[Data for the task — start]

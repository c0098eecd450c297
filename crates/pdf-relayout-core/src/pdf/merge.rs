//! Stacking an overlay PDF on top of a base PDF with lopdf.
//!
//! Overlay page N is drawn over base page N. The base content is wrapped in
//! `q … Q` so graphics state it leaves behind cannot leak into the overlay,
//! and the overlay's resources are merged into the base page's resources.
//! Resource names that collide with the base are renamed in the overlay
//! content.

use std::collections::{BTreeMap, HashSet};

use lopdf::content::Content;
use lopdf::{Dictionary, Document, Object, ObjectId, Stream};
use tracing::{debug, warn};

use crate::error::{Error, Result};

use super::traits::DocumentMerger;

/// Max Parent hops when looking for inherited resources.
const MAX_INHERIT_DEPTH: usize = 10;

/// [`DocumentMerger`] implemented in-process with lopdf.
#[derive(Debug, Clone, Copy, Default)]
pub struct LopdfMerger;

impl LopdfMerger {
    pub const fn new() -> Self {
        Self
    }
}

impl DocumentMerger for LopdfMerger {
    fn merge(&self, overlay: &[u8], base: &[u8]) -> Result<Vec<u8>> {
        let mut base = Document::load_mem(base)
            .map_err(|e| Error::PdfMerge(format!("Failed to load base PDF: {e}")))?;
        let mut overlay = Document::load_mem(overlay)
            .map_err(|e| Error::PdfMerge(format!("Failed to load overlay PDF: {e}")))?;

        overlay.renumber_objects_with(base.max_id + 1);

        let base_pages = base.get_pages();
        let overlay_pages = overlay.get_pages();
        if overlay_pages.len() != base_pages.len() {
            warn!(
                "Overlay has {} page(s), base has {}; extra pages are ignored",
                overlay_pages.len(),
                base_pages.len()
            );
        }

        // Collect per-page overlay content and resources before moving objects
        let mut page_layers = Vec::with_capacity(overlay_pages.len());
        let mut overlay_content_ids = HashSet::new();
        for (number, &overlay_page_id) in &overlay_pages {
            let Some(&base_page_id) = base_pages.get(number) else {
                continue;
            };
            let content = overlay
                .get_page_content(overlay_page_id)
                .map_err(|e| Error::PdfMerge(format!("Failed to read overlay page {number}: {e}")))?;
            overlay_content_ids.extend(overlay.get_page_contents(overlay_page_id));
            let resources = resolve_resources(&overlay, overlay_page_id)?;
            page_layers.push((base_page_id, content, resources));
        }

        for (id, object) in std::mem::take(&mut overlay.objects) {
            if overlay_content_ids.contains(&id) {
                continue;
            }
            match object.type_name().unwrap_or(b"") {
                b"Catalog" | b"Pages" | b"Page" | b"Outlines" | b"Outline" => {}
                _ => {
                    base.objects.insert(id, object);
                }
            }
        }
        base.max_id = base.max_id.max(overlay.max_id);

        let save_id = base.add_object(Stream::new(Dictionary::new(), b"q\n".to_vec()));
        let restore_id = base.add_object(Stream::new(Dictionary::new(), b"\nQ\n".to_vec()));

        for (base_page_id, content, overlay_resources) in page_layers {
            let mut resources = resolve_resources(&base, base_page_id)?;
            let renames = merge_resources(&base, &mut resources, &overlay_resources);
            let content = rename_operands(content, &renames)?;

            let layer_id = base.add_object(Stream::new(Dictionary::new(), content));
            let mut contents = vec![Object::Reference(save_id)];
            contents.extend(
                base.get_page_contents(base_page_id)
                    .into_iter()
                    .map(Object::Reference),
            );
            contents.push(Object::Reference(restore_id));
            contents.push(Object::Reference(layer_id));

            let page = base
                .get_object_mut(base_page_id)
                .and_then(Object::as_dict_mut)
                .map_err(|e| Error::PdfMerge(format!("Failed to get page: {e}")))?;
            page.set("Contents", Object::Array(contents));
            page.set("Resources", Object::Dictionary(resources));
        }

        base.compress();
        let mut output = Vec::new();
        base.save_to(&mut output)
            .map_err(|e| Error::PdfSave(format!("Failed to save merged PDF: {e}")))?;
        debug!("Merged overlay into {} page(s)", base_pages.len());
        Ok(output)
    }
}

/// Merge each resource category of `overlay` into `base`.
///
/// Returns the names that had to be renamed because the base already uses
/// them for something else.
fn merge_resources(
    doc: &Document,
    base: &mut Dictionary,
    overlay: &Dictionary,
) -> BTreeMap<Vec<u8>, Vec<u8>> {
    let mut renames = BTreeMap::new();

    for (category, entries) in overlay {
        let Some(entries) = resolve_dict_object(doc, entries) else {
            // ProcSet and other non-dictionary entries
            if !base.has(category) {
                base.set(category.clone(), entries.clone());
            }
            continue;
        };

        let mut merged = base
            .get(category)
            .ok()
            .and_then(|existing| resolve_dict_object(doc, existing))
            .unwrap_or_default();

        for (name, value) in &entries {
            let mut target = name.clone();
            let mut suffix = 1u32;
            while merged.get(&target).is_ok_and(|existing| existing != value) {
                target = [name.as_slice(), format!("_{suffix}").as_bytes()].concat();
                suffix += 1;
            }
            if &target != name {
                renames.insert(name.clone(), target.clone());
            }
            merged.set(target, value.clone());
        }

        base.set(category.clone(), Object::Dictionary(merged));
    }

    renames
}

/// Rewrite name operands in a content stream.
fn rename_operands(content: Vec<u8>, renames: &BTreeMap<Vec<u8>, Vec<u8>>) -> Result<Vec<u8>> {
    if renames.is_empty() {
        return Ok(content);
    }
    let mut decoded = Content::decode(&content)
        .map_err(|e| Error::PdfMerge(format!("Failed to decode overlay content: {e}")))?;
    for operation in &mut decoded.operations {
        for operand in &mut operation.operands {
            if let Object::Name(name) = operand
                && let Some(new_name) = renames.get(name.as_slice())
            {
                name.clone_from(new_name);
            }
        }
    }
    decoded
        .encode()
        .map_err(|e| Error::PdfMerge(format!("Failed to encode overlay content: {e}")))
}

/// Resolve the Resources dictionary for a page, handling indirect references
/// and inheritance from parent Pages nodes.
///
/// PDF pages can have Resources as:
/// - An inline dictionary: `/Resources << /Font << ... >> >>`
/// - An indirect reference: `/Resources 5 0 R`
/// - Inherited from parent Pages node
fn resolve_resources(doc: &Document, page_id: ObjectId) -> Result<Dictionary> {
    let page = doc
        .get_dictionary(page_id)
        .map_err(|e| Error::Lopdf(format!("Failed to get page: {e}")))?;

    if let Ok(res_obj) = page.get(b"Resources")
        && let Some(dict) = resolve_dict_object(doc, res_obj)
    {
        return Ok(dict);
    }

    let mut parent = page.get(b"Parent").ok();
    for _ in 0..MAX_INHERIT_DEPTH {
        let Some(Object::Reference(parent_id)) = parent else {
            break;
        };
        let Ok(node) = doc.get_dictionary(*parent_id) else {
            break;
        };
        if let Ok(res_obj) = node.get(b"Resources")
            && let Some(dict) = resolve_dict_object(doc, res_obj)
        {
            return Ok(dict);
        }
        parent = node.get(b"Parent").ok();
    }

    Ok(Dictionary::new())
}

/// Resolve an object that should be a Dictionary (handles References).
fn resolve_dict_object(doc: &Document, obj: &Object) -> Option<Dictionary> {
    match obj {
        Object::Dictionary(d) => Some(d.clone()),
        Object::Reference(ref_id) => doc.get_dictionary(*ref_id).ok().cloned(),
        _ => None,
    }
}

[Data for the task — finish]

▶ Problem to work on: Copy out every line of the listing that contains the string "insert".

▶ Answer box:
                    base.objects.insert(id, object);
                renames.insert(name.clone(), target.clone());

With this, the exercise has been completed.